Nothing to do with the endless numbers of books that come up when one puts in the keyword "orgasm" in any search machine...
It's not about trying to improve your orgasm or trying improve your sex-skills or trying to become that lover that will be able to seduce every female. On the contrary, based on the function of orgasm which is parallelised with that of relaxation it discusses how through, not trying, but SURRENDERING to the function of orgasm one can let go, may unblock muscular and character armouring in that experience, and perhaps unexpectedly but naturally come to a new way of perceiveing life.
Despite the fact that it may be necessary for the reader to be slightly familiar with Reich and his terminology (or psychoanalysis in general) I undoubtedly recomend it to someone who wonders why humanity looks blocked, stressed and cannot let matters go. Why humanity is afraid to surrender to nature and thus discover its function and power, instead of persistently trying to conquer it...
I am afraid I cannot resist to reply to a previous reviewer.

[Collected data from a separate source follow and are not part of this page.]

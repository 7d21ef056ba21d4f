//! Vector agent daemon library exports.
//!
//! # Modules
//!
//! - `cli`: Command-line argument parsing with clap
//! - `commands`: Command implementations (start, stop, status, inspect, config)
//! - `settings`: Layered configuration loading

pub mod cli;
pub mod commands;
pub mod settings;

pub use cli::{Cli, Commands};
pub use commands::{
    apply_overrides, inspect, show_config, show_status, start_agent, stop_agent, StartOptions,
};
pub use settings::{Settings, SettingsError};
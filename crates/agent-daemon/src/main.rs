//! Vector Agent
//!
//! Buffers vector mutations, commits them into an ANN index on a schedule
//! and persists crash-safe snapshots.
//!
//! # Usage
//!
//! ```bash
//! vector-agent start [--index-path PATH | --in-memory] [--dimension N] [--copy-on-write]
//! vector-agent stop
//! vector-agent status
//! vector-agent inspect [--index-path PATH]
//! vector-agent config
//! ```
//!
//! # Configuration
//!
//! Configuration is loaded in order (later sources override earlier):
//! 1. Built-in defaults
//! 2. Config file (~/.config/vector-agent/config.toml)
//! 3. File passed with --config
//! 4. Environment variables (AGENT_*, nested keys joined with __)
//! 5. CLI flags

use anyhow::Result;
use clap::Parser;

use agent_daemon::{
    inspect, show_config, show_status, start_agent, stop_agent, Cli, Commands, StartOptions,
};

#[tokio::main]
async fn main() -> Result<()> {
    let cli = Cli::parse();

    match cli.command {
        Commands::Start {
            index_path,
            in_memory,
            dimension,
            copy_on_write,
        } => {
            let options = StartOptions {
                index_path,
                in_memory,
                dimension,
                copy_on_write,
            };
            start_agent(cli.config.as_deref(), cli.log_level.as_deref(), options).await?;
        }
        Commands::Stop => {
            stop_agent()?;
        }
        Commands::Status => {
            show_status()?;
        }
        Commands::Inspect { index_path } => {
            inspect(cli.config.as_deref(), index_path)?;
        }
        Commands::Config => {
            show_config(cli.config.as_deref(), cli.log_level.as_deref())?;
        }
    }

    Ok(())
}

Yes, one may say that this book briefly says "Make love, not war", like everyone college freshman says.
"Make love, not war". Simple stuff, nothing new, we know the possible biological, psychological and social threads that turn acts of love to acts of war and if we look around us we can see that humanity has turned this knowledge into lived-life, humanity's life is in harmony with nature...
I don't think so...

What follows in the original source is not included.